TASK BRIEF: All lines in the records that carry the string "should" are to be shown.
======== AVAILABLE DATA
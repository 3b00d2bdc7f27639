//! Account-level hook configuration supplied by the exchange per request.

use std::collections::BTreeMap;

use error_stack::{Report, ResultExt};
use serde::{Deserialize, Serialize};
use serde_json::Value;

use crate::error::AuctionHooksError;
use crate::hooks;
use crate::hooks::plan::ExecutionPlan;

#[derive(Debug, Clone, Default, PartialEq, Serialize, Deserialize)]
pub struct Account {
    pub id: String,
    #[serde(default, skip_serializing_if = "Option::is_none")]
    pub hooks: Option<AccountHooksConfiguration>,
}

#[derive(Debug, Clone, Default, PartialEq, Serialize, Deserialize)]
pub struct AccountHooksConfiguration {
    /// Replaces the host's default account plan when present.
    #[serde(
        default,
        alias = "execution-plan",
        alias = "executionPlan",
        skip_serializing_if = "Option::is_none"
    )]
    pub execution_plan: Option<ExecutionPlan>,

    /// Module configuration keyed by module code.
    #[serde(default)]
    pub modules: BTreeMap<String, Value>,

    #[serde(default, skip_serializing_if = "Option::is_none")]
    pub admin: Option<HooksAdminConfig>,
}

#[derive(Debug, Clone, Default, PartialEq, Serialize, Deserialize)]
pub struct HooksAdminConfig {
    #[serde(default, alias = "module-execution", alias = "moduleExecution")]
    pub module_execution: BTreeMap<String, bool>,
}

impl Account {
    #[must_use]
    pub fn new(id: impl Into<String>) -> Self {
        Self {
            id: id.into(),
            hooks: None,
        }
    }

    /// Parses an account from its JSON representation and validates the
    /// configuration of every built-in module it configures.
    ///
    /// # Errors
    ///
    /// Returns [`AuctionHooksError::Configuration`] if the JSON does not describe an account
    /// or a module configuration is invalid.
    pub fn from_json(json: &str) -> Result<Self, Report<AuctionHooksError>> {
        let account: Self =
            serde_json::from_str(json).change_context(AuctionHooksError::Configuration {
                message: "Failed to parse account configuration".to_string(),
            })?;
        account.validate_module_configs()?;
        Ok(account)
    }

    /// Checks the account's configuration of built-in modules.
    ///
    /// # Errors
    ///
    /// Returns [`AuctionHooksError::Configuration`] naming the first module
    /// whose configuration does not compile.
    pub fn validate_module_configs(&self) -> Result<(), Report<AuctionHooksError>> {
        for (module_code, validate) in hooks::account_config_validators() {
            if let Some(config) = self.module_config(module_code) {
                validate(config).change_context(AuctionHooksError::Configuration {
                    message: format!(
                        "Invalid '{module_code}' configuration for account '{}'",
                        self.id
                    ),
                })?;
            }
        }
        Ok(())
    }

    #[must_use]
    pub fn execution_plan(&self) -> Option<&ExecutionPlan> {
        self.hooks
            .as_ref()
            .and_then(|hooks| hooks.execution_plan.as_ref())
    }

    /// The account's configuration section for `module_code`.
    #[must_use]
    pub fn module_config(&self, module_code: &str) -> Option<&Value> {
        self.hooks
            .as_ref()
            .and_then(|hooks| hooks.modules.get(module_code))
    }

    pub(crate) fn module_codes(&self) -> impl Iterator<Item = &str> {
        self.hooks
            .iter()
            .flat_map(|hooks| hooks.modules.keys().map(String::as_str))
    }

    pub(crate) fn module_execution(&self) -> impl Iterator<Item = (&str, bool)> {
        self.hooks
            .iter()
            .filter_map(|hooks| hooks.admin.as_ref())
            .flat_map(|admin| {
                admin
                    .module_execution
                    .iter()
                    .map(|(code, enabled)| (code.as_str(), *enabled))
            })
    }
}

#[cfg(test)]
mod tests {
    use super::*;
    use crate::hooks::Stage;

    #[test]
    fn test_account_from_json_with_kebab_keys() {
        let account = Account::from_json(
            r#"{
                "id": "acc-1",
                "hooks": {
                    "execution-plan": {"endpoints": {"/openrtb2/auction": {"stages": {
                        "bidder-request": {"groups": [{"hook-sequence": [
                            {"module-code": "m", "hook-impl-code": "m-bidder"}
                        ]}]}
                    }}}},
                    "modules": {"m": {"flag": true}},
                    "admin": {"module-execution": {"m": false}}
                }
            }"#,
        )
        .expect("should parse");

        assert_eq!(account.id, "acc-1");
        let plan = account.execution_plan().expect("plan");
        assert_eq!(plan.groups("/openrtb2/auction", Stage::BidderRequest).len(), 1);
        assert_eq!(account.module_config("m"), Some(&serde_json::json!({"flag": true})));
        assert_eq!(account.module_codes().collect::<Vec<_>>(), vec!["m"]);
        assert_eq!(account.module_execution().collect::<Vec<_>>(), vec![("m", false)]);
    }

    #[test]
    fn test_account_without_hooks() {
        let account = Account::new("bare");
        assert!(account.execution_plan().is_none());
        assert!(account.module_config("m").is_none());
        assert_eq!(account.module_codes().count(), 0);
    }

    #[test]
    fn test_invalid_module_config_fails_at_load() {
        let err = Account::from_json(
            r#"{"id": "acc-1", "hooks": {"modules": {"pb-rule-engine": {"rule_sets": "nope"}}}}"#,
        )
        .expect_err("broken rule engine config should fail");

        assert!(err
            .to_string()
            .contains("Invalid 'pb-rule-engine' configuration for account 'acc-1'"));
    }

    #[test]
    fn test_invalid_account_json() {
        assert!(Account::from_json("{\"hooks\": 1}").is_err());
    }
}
================
REPLY:
        .expect("should parse");
        .expect_err("broken rule engine config should fail");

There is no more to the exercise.